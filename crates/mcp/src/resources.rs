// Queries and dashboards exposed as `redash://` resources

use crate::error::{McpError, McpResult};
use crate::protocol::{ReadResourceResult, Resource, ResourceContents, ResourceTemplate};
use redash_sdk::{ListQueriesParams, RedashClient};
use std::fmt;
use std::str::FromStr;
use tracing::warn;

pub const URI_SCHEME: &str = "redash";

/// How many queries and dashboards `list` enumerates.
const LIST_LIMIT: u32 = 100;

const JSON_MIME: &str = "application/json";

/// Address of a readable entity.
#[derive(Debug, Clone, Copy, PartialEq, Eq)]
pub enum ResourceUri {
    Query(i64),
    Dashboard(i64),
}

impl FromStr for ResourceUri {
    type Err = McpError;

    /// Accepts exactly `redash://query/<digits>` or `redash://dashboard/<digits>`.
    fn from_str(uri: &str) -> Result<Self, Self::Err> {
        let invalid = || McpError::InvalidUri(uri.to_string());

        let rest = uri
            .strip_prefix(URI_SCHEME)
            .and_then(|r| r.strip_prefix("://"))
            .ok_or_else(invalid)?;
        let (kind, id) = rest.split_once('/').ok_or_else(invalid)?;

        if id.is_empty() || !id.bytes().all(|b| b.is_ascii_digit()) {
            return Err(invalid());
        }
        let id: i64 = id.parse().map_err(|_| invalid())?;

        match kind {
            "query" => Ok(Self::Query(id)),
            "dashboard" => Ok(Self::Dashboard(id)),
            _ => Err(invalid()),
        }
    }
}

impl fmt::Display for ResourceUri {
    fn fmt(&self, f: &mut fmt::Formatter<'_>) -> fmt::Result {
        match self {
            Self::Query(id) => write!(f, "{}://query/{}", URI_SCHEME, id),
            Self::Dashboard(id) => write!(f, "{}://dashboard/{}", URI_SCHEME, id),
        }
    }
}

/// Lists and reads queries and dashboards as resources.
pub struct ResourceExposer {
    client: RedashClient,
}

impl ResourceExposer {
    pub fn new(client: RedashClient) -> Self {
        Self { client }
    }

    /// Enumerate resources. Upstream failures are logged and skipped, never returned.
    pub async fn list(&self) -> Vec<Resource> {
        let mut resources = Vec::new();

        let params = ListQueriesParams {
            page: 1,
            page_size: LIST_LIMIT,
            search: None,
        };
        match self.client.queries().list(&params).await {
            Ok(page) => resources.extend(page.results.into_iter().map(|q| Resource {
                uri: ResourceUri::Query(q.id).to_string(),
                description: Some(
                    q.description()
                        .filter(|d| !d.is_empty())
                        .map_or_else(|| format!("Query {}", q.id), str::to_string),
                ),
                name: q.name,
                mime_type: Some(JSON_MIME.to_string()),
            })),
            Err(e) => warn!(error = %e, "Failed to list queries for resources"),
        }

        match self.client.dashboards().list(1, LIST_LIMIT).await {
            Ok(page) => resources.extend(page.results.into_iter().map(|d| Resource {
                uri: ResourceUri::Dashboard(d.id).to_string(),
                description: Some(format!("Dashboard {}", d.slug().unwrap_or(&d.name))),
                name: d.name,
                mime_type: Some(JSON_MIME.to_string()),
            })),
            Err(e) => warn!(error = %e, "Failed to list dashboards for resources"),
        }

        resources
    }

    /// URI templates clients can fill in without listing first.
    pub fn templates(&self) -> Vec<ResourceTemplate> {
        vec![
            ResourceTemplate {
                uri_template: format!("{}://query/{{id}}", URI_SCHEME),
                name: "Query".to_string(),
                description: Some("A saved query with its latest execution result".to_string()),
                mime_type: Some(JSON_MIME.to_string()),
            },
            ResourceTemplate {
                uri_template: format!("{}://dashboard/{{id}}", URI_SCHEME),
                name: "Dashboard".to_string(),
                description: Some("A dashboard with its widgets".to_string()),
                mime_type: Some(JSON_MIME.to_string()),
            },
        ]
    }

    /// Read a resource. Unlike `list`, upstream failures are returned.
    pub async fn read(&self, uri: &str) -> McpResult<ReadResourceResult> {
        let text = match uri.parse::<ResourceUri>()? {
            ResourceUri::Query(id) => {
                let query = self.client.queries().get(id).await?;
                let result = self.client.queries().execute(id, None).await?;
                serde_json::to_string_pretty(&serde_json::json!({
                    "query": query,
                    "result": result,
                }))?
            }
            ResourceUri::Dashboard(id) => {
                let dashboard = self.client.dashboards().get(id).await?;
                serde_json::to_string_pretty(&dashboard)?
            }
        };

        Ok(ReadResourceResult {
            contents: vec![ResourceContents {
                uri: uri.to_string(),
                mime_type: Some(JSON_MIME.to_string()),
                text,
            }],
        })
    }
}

---

Repeat everything in the listing above exactly.

# RESULT FOR THIS TASK
filename crates/mcp/src/resources.rs
// Queries and dashboards exposed as `redash://` resources

use crate::error::{McpError, McpResult};
use crate::protocol::{ReadResourceResult, Resource, ResourceContents, ResourceTemplate};
use redash_sdk::{ListQueriesParams, RedashClient};
use std::fmt;
use std::str::FromStr;
use tracing::warn;

pub const URI_SCHEME: &str = "redash";

/// How many queries and dashboards `list` enumerates.
const LIST_LIMIT: u32 = 100;

const JSON_MIME: &str = "application/json";

/// Address of a readable entity.
#[derive(Debug, Clone, Copy, PartialEq, Eq)]
pub enum ResourceUri {
    Query(i64),
    Dashboard(i64),
}

impl FromStr for ResourceUri {
    type Err = McpError;

    /// Accepts exactly `redash://query/<digits>` or `redash://dashboard/<digits>`.
    fn from_str(uri: &str) -> Result<Self, Self::Err> {
        let invalid = || McpError::InvalidUri(uri.to_string());

        let rest = uri
            .strip_prefix(URI_SCHEME)
            .and_then(|r| r.strip_prefix("://"))
            .ok_or_else(invalid)?;
        let (kind, id) = rest.split_once('/').ok_or_else(invalid)?;

        if id.is_empty() || !id.bytes().all(|b| b.is_ascii_digit()) {
            return Err(invalid());
        }
        let id: i64 = id.parse().map_err(|_| invalid())?;

        match kind {
            "query" => Ok(Self::Query(id)),
            "dashboard" => Ok(Self::Dashboard(id)),
            _ => Err(invalid()),
        }
    }
}

impl fmt::Display for ResourceUri {
    fn fmt(&self, f: &mut fmt::Formatter<'_>) -> fmt::Result {
        match self {
            Self::Query(id) => write!(f, "{}://query/{}", URI_SCHEME, id),
            Self::Dashboard(id) => write!(f, "{}://dashboard/{}", URI_SCHEME, id),
        }
    }
}

/// Lists and reads queries and dashboards as resources.
pub struct ResourceExposer {
    client: RedashClient,
}

impl ResourceExposer {
    pub fn new(client: RedashClient) -> Self {
        Self { client }
    }

    /// Enumerate resources. Upstream failures are logged and skipped, never returned.
    pub async fn list(&self) -> Vec<Resource> {
        let mut resources = Vec::new();

        let params = ListQueriesParams {
            page: 1,
            page_size: LIST_LIMIT,
            search: None,
        };
        match self.client.queries().list(&params).await {
            Ok(page) => resources.extend(page.results.into_iter().map(|q| Resource {
                uri: ResourceUri::Query(q.id).to_string(),
                description: Some(
                    q.description()
                        .filter(|d| !d.is_empty())
                        .map_or_else(|| format!("Query {}", q.id), str::to_string),
                ),
                name: q.name,
                mime_type: Some(JSON_MIME.to_string()),
            })),
            Err(e) => warn!(error = %e, "Failed to list queries for resources"),
        }

        match self.client.dashboards().list(1, LIST_LIMIT).await {
            Ok(page) => resources.extend(page.results.into_iter().map(|d| Resource {
                uri: ResourceUri::Dashboard(d.id).to_string(),
                description: Some(format!("Dashboard {}", d.slug().unwrap_or(&d.name))),
                name: d.name,
                mime_type: Some(JSON_MIME.to_string()),
            })),
            Err(e) => warn!(error = %e, "Failed to list dashboards for resources"),
        }

        resources
    }

    /// URI templates clients can fill in without listing first.
    pub fn templates(&self) -> Vec<ResourceTemplate> {
        vec![
            ResourceTemplate {
                uri_template: format!("{}://query/{{id}}", URI_SCHEME),
                name: "Query".to_string(),
                description: Some("A saved query with its latest execution result".to_string()),
                mime_type: Some(JSON_MIME.to_string()),
            },
            ResourceTemplate {
                uri_template: format!("{}://dashboard/{{id}}", URI_SCHEME),
                name: "Dashboard".to_string(),
                description: Some("A dashboard with its widgets".to_string()),
                mime_type: Some(JSON_MIME.to_string()),
            },
        ]
    }

    /// Read a resource. Unlike `list`, upstream failures are returned.
    pub async fn read(&self, uri: &str) -> McpResult<ReadResourceResult> {
        let text = match uri.parse::<ResourceUri>()? {
            ResourceUri::Query(id) => {
                let query = self.client.queries().get(id).await?;
                let result = self.client.queries().execute(id, None).await?;
                serde_json::to_string_pretty(&serde_json::json!({
                    "query": query,
                    "result": result,
                }))?
            }
            ResourceUri::Dashboard(id) => {
                let dashboard = self.client.dashboards().get(id).await?;
                serde_json::to_string_pretty(&dashboard)?
            }
        };

        Ok(ReadResourceResult {
            contents: vec![ResourceContents {
                uri: uri.to_string(),
                mime_type: Some(JSON_MIME.to_string()),
                text,
            }],
        })
    }
}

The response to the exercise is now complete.